Em pronunciamento recente, o ex-presidente Donald Trump declarou que o uso de paracetamol durante a gestação poderia aumentar o risco de desenvolvimento de autismo em crianças, recomendando que gestantes evitem o medicamento mesmo em casos de dor ou febre.

A fala repercutiu mundialmente, gerando insegurança entre gestantes e questionamentos de especialistas em saúde. Autoridades internacionais reagiram com cautela: a Agência Europeia de Medicamentos (EMA) e a Organização Mundial da Saúde (OMS) afirmaram que não há evidência conclusiva que comprove a relação entre paracetamol e autismo, reforçando que o medicamento continua sendo considerado relativamente seguro quando usado sob orientação médica.

No Brasil, a Anvisa publicou nota oficial destacando que “não há registros de notificações de suspeitas de eventos adversos que relacionem o uso de paracetamol durante a gravidez a casos de autismo”. A agência ressaltou ainda que o medicamento é classificado como de baixo risco e amplamente utilizado no país.

Para esclarecer a polêmica, a neurocientista, biomédica e coordenadora do curso de Biomedicina da Escola de Saúde (Unisinos), Mellanie Fontes-Dutra, explica que, quando prescrito e acompanhado por um profissional de saúde, o medicamento não oferece risco comprovado. “Sob supervisão do médico responsável e seguindo a prescrição estabelecida, o uso de paracetamol durante a gestação é considerado seguro, especialmente quando comparado com o uso de outros analgésicos no período gestacional. Não há evidências científicas estabelecendo relações causais entre o uso de paracetamol durante a gestação com o risco para transtornos do neurodesenvolvimento, como o transtorno do espectro autista (TEA), entre outros.”

A pesquisadora reforça que estudos recentes citados para embasar a polêmica não possuem solidez científica suficiente para estabelecer vínculos causais. “Os estudos disponíveis que fundamentaram as alegações recentes sobre o uso gestacional de paracetamol e TEA/TDAH são estudos que não possuem metodologias e desenhos experimentais capazes de estabelecer relações causais entre esse uso e esses desfechos. Muitos desses estudos têm vieses ou fatores de confusão importantes que não permitem generalizar tais resultados, como fatores genéticos e/ou familiares que não foram controlados, além da falta de controle de fatores socioeconômicos e ambientais, como estresse materno, qualidade do ambiente familiar, exposições ambientas etc., que são importantes e podem conferir um risco maior para alterações no neurodesenvolvimento.”

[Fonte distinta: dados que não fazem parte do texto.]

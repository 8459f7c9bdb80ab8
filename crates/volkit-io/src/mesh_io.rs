use anyhow::{Context, Result};
use std::fs::File;
use std::io::{BufWriter, Write};
use std::path::Path;
use tracing::info;
use volkit_core::measure::Mesh;

/// Write a mesh as Wavefront OBJ.
///
/// Vertices are emitted as `x y z` (column, row, plane). Swapping the axis
/// order mirrors the mesh, so faces are written with reversed winding to
/// keep normals pointing outward.
pub fn write_obj<P: AsRef<Path>>(path: P, mesh: &Mesh) -> Result<()> {
    let path = path.as_ref();
    let file = File::create(path).with_context(|| format!("Failed to create OBJ file {}", path.display()))?;
    let mut out = BufWriter::new(file);
    write_obj_to(&mut out, mesh).with_context(|| format!("Failed to write OBJ file {}", path.display()))?;
    out.flush()?;
    info!(
        path = %path.display(),
        vertices = mesh.vertices.len(),
        faces = mesh.faces.len(),
        "wrote OBJ mesh"
    );
    Ok(())
}

fn write_obj_to<W: Write>(out: &mut W, mesh: &Mesh) -> std::io::Result<()> {
    writeln!(out, "# volkit surface")?;
    for v in &mesh.vertices {
        writeln!(out, "v {} {} {}", v[2], v[1], v[0])?;
    }
    for f in &mesh.faces {
        writeln!(out, "f {} {} {}", f[0] + 1, f[2] + 1, f[1] + 1)?;
    }
    Ok(())
}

Sobre o uso prático, Mellanie lembra que gestantes não devem suspender o tratamento por conta própria, sob risco de agravar a saúde materna e fetal.

“É muito importante que a gestante contate o profissional de saúde que a acompanha em qualquer intercorrência, dor ou anormalidade durante o período gestacional. Se for indicado o uso do paracetamol, é importante realizá-lo dentro da indicação médica, no período e dosagem estabelecido. Dentro desses termos, a gestante pode ficar tranquila quanto a este uso.”

Para a especialista, o debate deve ser pautado pela ciência e não pelo alarmismo. “O paracetamol é reconhecido por entidades internacionais de saúde como um dos analgésicos mais seguros para se usar, dentro das prescrições validadas, durante o período gestacional”, conclui.